A) We know that Kinetic Energy equation is given by,
[tex]\Delta KE = \frac{1}{2}m(v_i^2-v_f^2)[/tex]
[tex]\Delta KE = \frac{1}{2} (0.4) ((8)^2-(6)^2)[/tex]
[tex]\Delta KE = 5.6J[/tex]
B) We know that the Kinetic Frictional Force is given by,
[tex]F_f = \mu_k N[/tex]
Where [tex]\mu_k[/tex] is the coefficient of Kinetic friction and N the Normal (mg)
The work done by friction is equal to the Kinetic Energy, and the distance where this Work is applied is
[tex]d= 2\pi(1.5)=9.42[/tex]m
[tex]\Delta KE = W[/tex]
and
[tex]W=F_f*d[/tex]
Re-arrange for [tex]F_f[/tex],
[tex]F_f = \frac{W}{d} = \frac{5.6}{9.42} = 0.594N[/tex]

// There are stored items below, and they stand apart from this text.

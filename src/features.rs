//! Typed access to named device features.
//!
//! Thin wrappers over the raw get/set surface that add the logging and
//! best-effort semantics bulk configuration relies on: a failed setter is
//! reported and returned, never panicked on, so callers can continue with
//! the remaining features.

use std::thread;
use std::time::{Duration, Instant};

use tracing::{debug, error, warn};

use crate::device::{Device, DeviceError, DeviceResult};
use crate::error::CaptureError;

/// GenICam SFNC feature names used by the adapter.
pub mod feature {
    pub const EXPOSURE_TIME: &str = "ExposureTime";
    /// Pre-SFNC name some older cameras still use for the exposure feature.
    pub const EXPOSURE_TIME_LEGACY: &str = "ExposureTimeAbs";
    pub const EXPOSURE_AUTO: &str = "ExposureAuto";
    pub const BALANCE_WHITE_AUTO: &str = "BalanceWhiteAuto";
    pub const GAIN: &str = "Gain";
    pub const WIDTH: &str = "Width";
    pub const HEIGHT: &str = "Height";
    pub const OFFSET_X: &str = "OffsetX";
    pub const OFFSET_Y: &str = "OffsetY";
    pub const PIXEL_FORMAT: &str = "PixelFormat";
    pub const TRIGGER_SELECTOR: &str = "TriggerSelector";
    pub const TRIGGER_MODE: &str = "TriggerMode";
    pub const TRIGGER_SOURCE: &str = "TriggerSource";
    pub const TRIGGER_ACTIVATION: &str = "TriggerActivation";
    pub const ACQUISITION_START: &str = "AcquisitionStart";
    pub const ACQUISITION_STOP: &str = "AcquisitionStop";
    pub const STREAM_BUFFER_ALIGNMENT: &str = "StreamBufferAlignment";
    pub const ADJUST_PACKET_SIZE: &str = "GVSPAdjustPacketSize";
}

const COMMAND_POLL_INTERVAL: Duration = Duration::from_millis(1);
/// Asynchronous command features must report completion within this window.
pub const COMMAND_DEADLINE: Duration = Duration::from_secs(2);

pub fn set_float(
    device: &mut dyn Device,
    name: &'static str,
    value: f64,
) -> Result<(), CaptureError> {
    debug!("Setting \"{name}\" to {value}");
    match device.set_float_feature(name, value) {
        Ok(()) => {
            debug!("Setting was changed successfully");
            Ok(())
        }
        Err(source) => {
            warn!("Failed to set \"{name}\" to {value}: {source}");
            Err(CaptureError::FeatureRejected { feature: name, source })
        }
    }
}

pub fn set_int(
    device: &mut dyn Device,
    name: &'static str,
    value: i64,
) -> Result<(), CaptureError> {
    debug!("Setting \"{name}\" to {value}");
    match device.set_int_feature(name, value) {
        Ok(()) => {
            debug!("Setting was changed successfully");
            Ok(())
        }
        Err(source) => {
            warn!("Failed to set \"{name}\" to {value}: {source}");
            Err(CaptureError::FeatureRejected { feature: name, source })
        }
    }
}

/// Sets an enumerated feature; a rejected value additionally reports what the
/// device would currently accept.
pub fn set_enum(
    device: &mut dyn Device,
    name: &'static str,
    value: &str,
) -> Result<(), CaptureError> {
    debug!("Setting \"{name}\" to {value}");
    match device.set_enum_feature(name, value) {
        Ok(()) => {
            debug!("Setting was changed successfully");
            Ok(())
        }
        Err(source) => {
            error!("Failed to set \"{name}\" to {value}: {source}");
            if source == DeviceError::InvalidValue {
                log_enum_entries(device, name);
            }
            Err(CaptureError::FeatureRejected { feature: name, source })
        }
    }
}

/// Reports the entries the device currently accepts for an enumerated
/// feature, to accompany an invalid-value rejection.
pub fn log_enum_entries(device: &dyn Device, name: &str) {
    match device.enum_entries(name) {
        Ok(entries) => {
            error!("The following values for the \"{name}\" feature are available:");
            for entry in entries {
                error!("    {entry}");
            }
        }
        Err(err) => error!("Could not list available values for \"{name}\": {err}"),
    }
}

/// Fires a command feature and waits for the device to report completion.
///
/// Completion polling is bounded: a device that never reports done fails
/// with [`DeviceError::Timeout`] instead of hanging the caller.
pub fn run_command_to_completion(device: &mut dyn Device, name: &str) -> DeviceResult<()> {
    debug!("Running \"{name}\" command");
    device.run_command(name)?;
    let deadline = Instant::now() + COMMAND_DEADLINE;
    loop {
        if device.command_done(name)? {
            return Ok(());
        }
        if Instant::now() >= deadline {
            warn!("Command \"{name}\" did not complete within {COMMAND_DEADLINE:?}");
            return Err(DeviceError::Timeout);
        }
        thread::sleep(COMMAND_POLL_INTERVAL);
    }
}

/// Snaps `value` onto the feature's value lattice `min + k * step`, clamped
/// to `[min, max]`. Half-distance ties take the lower lattice point.
pub fn round_to_increment(value: i64, min: i64, max: i64, step: i64) -> i64 {
    if max < min {
        return value;
    }
    if step <= 1 {
        return value.clamp(min, max);
    }
    let clamped = value.clamp(min, max);
    let remainder = (clamped - min) % step;
    let mut snapped = if remainder * 2 <= step {
        clamped - remainder
    } else {
        clamped - remainder + step
    };
    // max itself may sit off the lattice.
    let top = min + ((max - min) / step) * step;
    if snapped > top {
        snapped = top;
    }
    snapped
}

#[cfg(test)]
mod tests {
    use super::*;

    #[test]
    fn values_on_the_lattice_pass_through() {
        assert_eq!(round_to_increment(640, 0, 1280, 4), 640);
        assert_eq!(round_to_increment(0, 0, 1280, 4), 0);
        assert_eq!(round_to_increment(1280, 0, 1280, 4), 1280);
    }

    #[test]
    fn off_lattice_values_snap_to_nearest() {
        assert_eq!(round_to_increment(641, 0, 1280, 4), 640);
        assert_eq!(round_to_increment(643, 0, 1280, 4), 644);
        assert_eq!(round_to_increment(5, 2, 100, 3), 5);
        assert_eq!(round_to_increment(6, 2, 100, 3), 5);
    }

    #[test]
    fn half_distance_ties_round_down() {
        assert_eq!(round_to_increment(642, 0, 1280, 4), 640);
        assert_eq!(round_to_increment(646, 0, 1280, 4), 644);
        assert_eq!(round_to_increment(3, 0, 100, 2), 2);
    }

    #[test]
    fn results_are_clamped_to_the_range() {
        assert_eq!(round_to_increment(-17, 0, 1280, 4), 0);
        assert_eq!(round_to_increment(5000, 0, 1280, 4), 1280);
        // Largest lattice point below an off-lattice maximum.
        assert_eq!(round_to_increment(5000, 0, 1282, 4), 1280);
    }

    #[test]
    fn degenerate_steps_fall_back_to_clamping() {
        assert_eq!(round_to_increment(7, 0, 10, 1), 7);
        assert_eq!(round_to_increment(7, 0, 10, 0), 7);
        assert_eq!(round_to_increment(42, 0, 10, 0), 10);
    }
}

Solving in the equation of Kinetic Frictional Force to find the coefficient we have,
[tex]0.594N = \mu_K (0.4)(9.8)[/tex]
[tex]\mu_K = 0.102[/tex]
c) The number of total revolutions is given by the initial KE, that is
[tex]KE_i = \frac{1}{2}v_i^2 =\frac{1}{2}(0.4)*64 = 12.8[/tex]
[tex]nF_fd=12.8J[/tex], then
[tex]n=\frac{12.8}{0.594*9.42}=2.29Rev[/tex]